Complementary context on transformer oil analysis helps explain the baseline behavior of oils under electrical and thermal stress.

We propose on mathematical grounds that the CO/CO2 ratio should be used instead of CO2/CO. With the most serious problem – charring of winding insulation – the CO2/CO ratio approaches zero asymptotically, so that numerical and graphical resolution are worst when the problem is most severe. By contrast, charring of insulating paper causes the CO/CO2 ratio to increase, while decreases are associated with less damaging low temperature bulk overheating. (See Table 1.) The case history portrayed in Figure 1 shows two episodes where CO/CO2 increased sharply in parallel with methane before the transformer failed with extensive charring of winding insulation. When applying ratio-based criteria, attention to DGA data quality practices can reduce misinterpretation from sampling or instrument bias.

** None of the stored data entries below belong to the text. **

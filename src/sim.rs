//! The seam between the bridge and the wrapped simulation.
//!
//! A [`ModuleLoader`] turns a module path into a [`SimulationModule`]; the
//! module instantiates one [`Simulation`] per episode; the simulation runs on
//! the worker and blocks on [`Host::wait_for_input`] whenever it needs an
//! action.

pub mod demo;

use std::fmt;
use std::path::Path;
use std::sync::Arc;

use serde::{Deserialize, Serialize};

use crate::context::Host;
use crate::error::{Interrupted, LoadError};
use crate::settings::Settings;

/// How an episode ended.
#[derive(Debug, Clone, Copy, PartialEq, Eq, Hash, Serialize, Deserialize)]
#[serde(rename_all = "snake_case")]
pub enum EndCause {
    /// Killed.
    Died,
    /// Choked on food.
    Choking,
    /// Succumbed to poison.
    Poisoning,
    /// Starved.
    Starving,
    /// Drowned.
    Drowning,
    /// Burned.
    Burning,
    /// Dissolved in lava.
    Dissolved,
    /// Crushed.
    Crushing,
    /// Turned to stone.
    Stoning,
    /// Turned into slime.
    TurnedSlime,
    /// Genocided.
    Genocided,
    /// The engine panicked.
    Panicked,
    /// The engine hit an impossible state.
    Tricked,
    /// Quit.
    Quit,
    /// Left the dungeon.
    Escaped,
    /// Won.
    Ascended,
}

impl EndCause {
    /// Every end cause, ordered by code.
    pub const ALL: [EndCause; 16] = [
        EndCause::Died,
        EndCause::Choking,
        EndCause::Poisoning,
        EndCause::Starving,
        EndCause::Drowning,
        EndCause::Burning,
        EndCause::Dissolved,
        EndCause::Crushing,
        EndCause::Stoning,
        EndCause::TurnedSlime,
        EndCause::Genocided,
        EndCause::Panicked,
        EndCause::Tricked,
        EndCause::Quit,
        EndCause::Escaped,
        EndCause::Ascended,
    ];

    /// Numeric code (0..=15).
    #[must_use]
    pub const fn code(self) -> i32 {
        self as i32
    }

    /// Decode a numeric code.
    #[must_use]
    pub fn from_code(code: i32) -> Option<Self> {
        usize::try_from(code)
            .ok()
            .and_then(|i| Self::ALL.get(i).copied())
    }

    /// Upper-case name.
    #[must_use]
    pub const fn name(self) -> &'static str {
        match self {
            EndCause::Died => "DIED",
            EndCause::Choking => "CHOKING",
            EndCause::Poisoning => "POISONING",
            EndCause::Starving => "STARVING",
            EndCause::Drowning => "DROWNING",
            EndCause::Burning => "BURNING",
            EndCause::Dissolved => "DISSOLVED",
            EndCause::Crushing => "CRUSHING",
            EndCause::Stoning => "STONING",
            EndCause::TurnedSlime => "TURNED_SLIME",
            EndCause::Genocided => "GENOCIDED",
            EndCause::Panicked => "PANICKED",
            EndCause::Tricked => "TRICKED",
            EndCause::Quit => "QUIT",
            EndCause::Escaped => "ESCAPED",
            EndCause::Ascended => "ASCENDED",
        }
    }
}

impl fmt::Display for EndCause {
    fn fmt(&self, f: &mut fmt::Formatter<'_>) -> fmt::Result {
        f.write_str(self.name())
    }
}

/// A blocking, turn-based control flow.
///
/// `run` is called once on the worker. It writes observations through
/// [`Host::frame`] and calls [`Host::wait_for_input`] whenever it needs an
/// action; it must propagate [`Interrupted`] so the worker can unwind.
pub trait Simulation: Send {
    /// Play one episode.
    ///
    /// # Errors
    ///
    /// Returns [`Interrupted`] when the driver tears the episode down.
    fn run(&mut self, host: &mut Host) -> Result<EndCause, Interrupted>;
}

/// A loaded simulation module.
pub trait SimulationModule: Send + Sync {
    /// Module name, for logs.
    fn name(&self) -> &str;

    /// A fresh simulation for one episode.
    ///
    /// `trace_name` is the base name of the trace file the episode is
    /// recorded to, empty when it isn't recorded.
    fn instantiate(&self, settings: &Settings, trace_name: &str) -> Box<dyn Simulation>;
}

/// Resolves module paths.
pub trait ModuleLoader {
    /// Load the module at `path`.
    ///
    /// # Errors
    ///
    /// Returns a [`LoadError`] if the path is missing or not a module.
    fn load(&self, path: &Path) -> Result<Arc<dyn SimulationModule>, LoadError>;
}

Recent industry work on advancements in dissolved gas analysis also discusses trends in ratio visualization relevant to severe paper charring.



This behavior of the carbon oxide gas ratio can generally be explained by chemical principles. Higher temperature and lower oxygen concentration favor the production of CO, while lower temperature and higher oxygen concentration favor CO2 production. The oxygen concentration in the windings tends to be lower than in the more freely circulating oil outside the windings, so a hot spot in the windings produces more CO than one outside the windings.
We conclude with some useful observations. First, stabilization of the gas ratio after a large change is not necessarily a good sign – it may signify that the paper near a hot spot has been consumed. Second, the criteria in Table 1 remain roughly valid even in the presence of gas loss. Since CO is lost to the atmosphere much faster than CO2, the CO/CO2 ratio can only increase if CO is truly being produced faster than CO2. Finally, some carbon oxide ratio changes are not fault related. For example, in transformers that have just been degassed and in transformers immediately after factory heat run testing, the gas ratio may change as gas trapped in oil-soaked paper insulation diffuses into relatively gas-free bulk oil. For context on heat removal and fluid flow, see transformer cooling considerations that influence temperature gradients.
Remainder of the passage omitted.